▶ Task objective
From the top of the entries below through the line containing "either attaches an", return every line exactly as written, please, and stop there.

▶ Data for review
● ● ● ● ●
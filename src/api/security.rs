//! Access gate for versioned route groups
//!
//! Runs ahead of every protected route: resolves the caller's credentials,
//! charges one request against the caller's quota, and either attaches an
//! [`AccessContext`] to the request or answers with 401/429 without touching
//! the route handler.

use super::{
    auth::{CredentialResolver, Identity, Tier},
    errors::ApiError,
    middleware::RequestId,
    quota::{Admission, QuotaEnforcer},
};
use crate::metrics::GatewayMetrics;
use axum::{
    extract::{ConnectInfo, Request, State},
    http::{header, HeaderMap, HeaderName, HeaderValue},
    middleware::Next,
    response::{IntoResponse, Response},
};
use std::{
    net::{IpAddr, Ipv4Addr, SocketAddr},
    sync::Arc,
};
use tracing::{debug, warn};

pub const RATE_LIMIT_LIMIT: &str = "x-ratelimit-limit";
pub const RATE_LIMIT_REMAINING: &str = "x-ratelimit-remaining";
pub const RATE_LIMIT_RESET: &str = "x-ratelimit-reset";

/// Whether a route group accepts anonymous callers
#[derive(Debug, Clone, Copy, PartialEq, Eq)]
pub enum GatePolicy {
    /// Invalid or missing credentials fall back to the anonymous tier
    Optional,
    /// Invalid or missing credentials are rejected with 401
    RequireCredential,
}

/// Resolved caller attached to admitted requests
#[derive(Debug, Clone, PartialEq, Eq)]
pub struct AccessContext {
    pub identity: Identity,
    pub tier: Tier,
    pub remaining: u32,
    pub reset_after_secs: u64,
}

/// Credential resolution plus quota enforcement for one route group
#[derive(Clone)]
pub struct AccessGate {
    resolver: Arc<CredentialResolver>,
    quota: Arc<QuotaEnforcer>,
    metrics: Arc<GatewayMetrics>,
    policy: GatePolicy,
    trust_forwarded_headers: bool,
}

impl AccessGate {
    pub fn new(
        resolver: Arc<CredentialResolver>,
        quota: Arc<QuotaEnforcer>,
        metrics: Arc<GatewayMetrics>,
    ) -> Self {
        Self {
            resolver,
            quota,
            metrics,
            policy: GatePolicy::Optional,
            trust_forwarded_headers: false,
        }
    }

    /// Same resolver and counters, different policy
    pub fn with_policy(&self, policy: GatePolicy) -> Self {
        Self {
            policy,
            ..self.clone()
        }
    }

    pub fn trust_forwarded_headers(mut self, trust: bool) -> Self {
        self.trust_forwarded_headers = trust;
        self
    }

    /// Decide whether a request may proceed.
    pub fn check(
        &self,
        headers: &HeaderMap,
        peer: Option<SocketAddr>,
        request_id: Option<String>,
    ) -> Result<AccessContext, ApiError> {
        let client_ip = extract_client_ip(headers, peer, self.trust_forwarded_headers);
        let authorization = headers
            .get(header::AUTHORIZATION)
            .and_then(|value| value.to_str().ok());

        let caller = match self.resolver.resolve(authorization, client_ip) {
            Ok(caller) => caller,
            Err(err) => {
                GatewayMetrics::incr(&self.metrics.invalid_credentials);
                debug!(ip = %client_ip, error = %err, "Credential rejected");
                if self.policy == GatePolicy::RequireCredential {
                    return Err(ApiError::unauthorized(request_id, err.to_string()));
                }
                self.resolver.anonymous(client_ip)
            }
        };

        if self.policy == GatePolicy::RequireCredential && !caller.identity.is_authenticated() {
            return Err(ApiError::unauthorized(
                request_id,
                "This route requires credentials".to_string(),
            ));
        }

        match self.quota.admit(&caller.identity, &caller.tier) {
            Admission::Admitted {
                remaining,
                reset_after_secs,
                ..
            } => {
                GatewayMetrics::incr(&self.metrics.requests_admitted);
                Ok(AccessContext {
                    identity: caller.identity,
                    tier: caller.tier,
                    remaining,
                    reset_after_secs,
                })
            }
            Admission::Rejected {
                limit,
                retry_after_secs,
            } => {
                GatewayMetrics::incr(&self.metrics.requests_rejected);
                warn!(
                    identity = %caller.identity,
                    tier = %caller.tier,
                    retry_after_secs,
                    "Rate limit exceeded"
                );
                Err(ApiError::too_many_requests(
                    request_id,
                    limit,
                    self.quota.window().as_secs(),
                    retry_after_secs,
                ))
            }
        }
    }
}

/// Axum middleware applying an [`AccessGate`]
pub async fn access_gate(
    State(gate): State<AccessGate>,
    mut request: Request,
    next: Next,
) -> Response {
    let peer = request
        .extensions()
        .get::<ConnectInfo<SocketAddr>>()
        .map(|info| info.0);
    let request_id = request
        .extensions()
        .get::<RequestId>()
        .map(|id| id.0.clone());

    match gate.check(request.headers(), peer, request_id) {
        Ok(context) => {
            let limits = [
                (RATE_LIMIT_LIMIT, context.tier.requests_per_window as u64),
                (RATE_LIMIT_REMAINING, context.remaining as u64),
                (RATE_LIMIT_RESET, context.reset_after_secs),
            ];
            request.extensions_mut().insert(context);

            let mut response = next.run(request).await;
            for (name, value) in limits {
                response
                    .headers_mut()
                    .insert(HeaderName::from_static(name), HeaderValue::from(value));
            }
            response
        }
        Err(rejection) => rejection.into_response(),
    }
}

/// Address used as the anonymous quota key.
///
/// Forwarding headers are only honoured behind a trusted proxy.
pub fn extract_client_ip(headers: &HeaderMap, peer: Option<SocketAddr>, trust_forwarded: bool) -> IpAddr {
    if trust_forwarded {
        let forwarded = headers
            .get("x-forwarded-for")
            .and_then(|value| value.to_str().ok())
            .and_then(|value| value.split(',').next())
            .and_then(|first| first.trim().parse::<IpAddr>().ok());
        if let Some(ip) = forwarded {
            return ip;
        }

        let real_ip = headers
            .get("x-real-ip")
            .and_then(|value| value.to_str().ok())
            .and_then(|value| value.trim().parse::<IpAddr>().ok());
        if let Some(ip) = real_ip {
            return ip;
        }
    }

    peer.map(|addr| addr.ip())
        .unwrap_or(IpAddr::V4(Ipv4Addr::UNSPECIFIED))
}

#[cfg(test)]
mod tests {
    use super::*;
    use crate::api::auth::TierLimits;
    use crate::clock::ManualClock;
    use crate::config::AuthConfig;
    use axum::http::StatusCode;
    use std::time::Duration;

    fn gate(anonymous: u32) -> AccessGate {
        let limits = TierLimits {
            anonymous,
            basic: 10,
            max: 100,
        };
        let resolver = Arc::new(CredentialResolver::new(
            &AuthConfig {
                jwt_secret: Some("gate-test-secret".into()),
                privileged_secret: Some("gate-test-privileged-secret".into()),
            },
            limits,
        ));
        let quota = Arc::new(QuotaEnforcer::new(
            Duration::from_secs(60),
            Arc::new(ManualClock::at_secs(1_200)),
        ));
        AccessGate::new(resolver, quota, Arc::new(GatewayMetrics::new()))
    }

    fn peer(last: u8) -> Option<SocketAddr> {
        Some(SocketAddr::from(([198, 51, 100, last], 40_000)))
    }

    #[test]
    fn test_anonymous_limit_enforced() {
        let gate = gate(2);
        let headers = HeaderMap::new();
        assert!(gate.check(&headers, peer(1), None).is_ok());
        let ctx = gate.check(&headers, peer(1), None).unwrap();
        assert_eq!(ctx.remaining, 0);

        let err = gate.check(&headers, peer(1), None).unwrap_err();
        assert_eq!(err.into_response().status(), StatusCode::TOO_MANY_REQUESTS);
    }

    #[test]
    fn test_invalid_token_falls_back_to_anonymous() {
        let gate = gate(1);
        let mut headers = HeaderMap::new();
        headers.insert(header::AUTHORIZATION, HeaderValue::from_static("Bearer not-a-token"));

        let ctx = gate.check(&headers, peer(2), None).unwrap();
        assert_eq!(ctx.identity, Identity::Anonymous(IpAddr::from([198, 51, 100, 2])));

        // Same anonymous bucket as a caller with no header at all
        assert!(gate.check(&HeaderMap::new(), peer(2), None).is_err());
        assert_eq!(gate.metrics.invalid_credentials.load(std::sync::atomic::Ordering::Relaxed), 1);
    }

    #[test]
    fn test_required_policy_rejects_anonymous_and_invalid() {
        let gate = gate(10).with_policy(GatePolicy::RequireCredential);

        let err = gate.check(&HeaderMap::new(), peer(3), None).unwrap_err();
        assert_eq!(err.into_response().status(), StatusCode::UNAUTHORIZED);

        let mut headers = HeaderMap::new();
        headers.insert(header::AUTHORIZATION, HeaderValue::from_static("Bearer forged"));
        let err = gate.check(&headers, peer(3), None).unwrap_err();
        assert_eq!(err.into_response().status(), StatusCode::UNAUTHORIZED);

        headers.insert(
            header::AUTHORIZATION,
            HeaderValue::from_static("Bearer gate-test-privileged-secret"),
        );
        let ctx = gate.check(&headers, peer(3), None).unwrap();
        assert_eq!(ctx.identity, Identity::Privileged);
        assert_eq!(ctx.tier.requests_per_window, 100);
    }

    #[test]
    fn test_forwarded_headers_only_when_trusted() {
        let mut headers = HeaderMap::new();
        headers.insert("x-forwarded-for", HeaderValue::from_static("192.0.2.9, 10.0.0.1"));
        headers.insert("x-real-ip", HeaderValue::from_static("192.0.2.10"));

        assert_eq!(
            extract_client_ip(&headers, peer(4), false),
            IpAddr::from([198, 51, 100, 4])
        );
        assert_eq!(
            extract_client_ip(&headers, peer(4), true),
            IpAddr::from([192, 0, 2, 9])
        );

        headers.remove("x-forwarded-for");
        assert_eq!(
            extract_client_ip(&headers, peer(4), true),
            IpAddr::from([192, 0, 2, 10])
        );
        assert_eq!(
            extract_client_ip(&HeaderMap::new(), None, true),
            IpAddr::V4(Ipv4Addr::UNSPECIFIED)
        );
    }
}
● ● ● ● ●
▶ Solved problem
filename src/api/security.rs
//! Access gate for versioned route groups
//!
//! Runs ahead of every protected route: resolves the caller's credentials,
//! charges one request against the caller's quota, and either attaches an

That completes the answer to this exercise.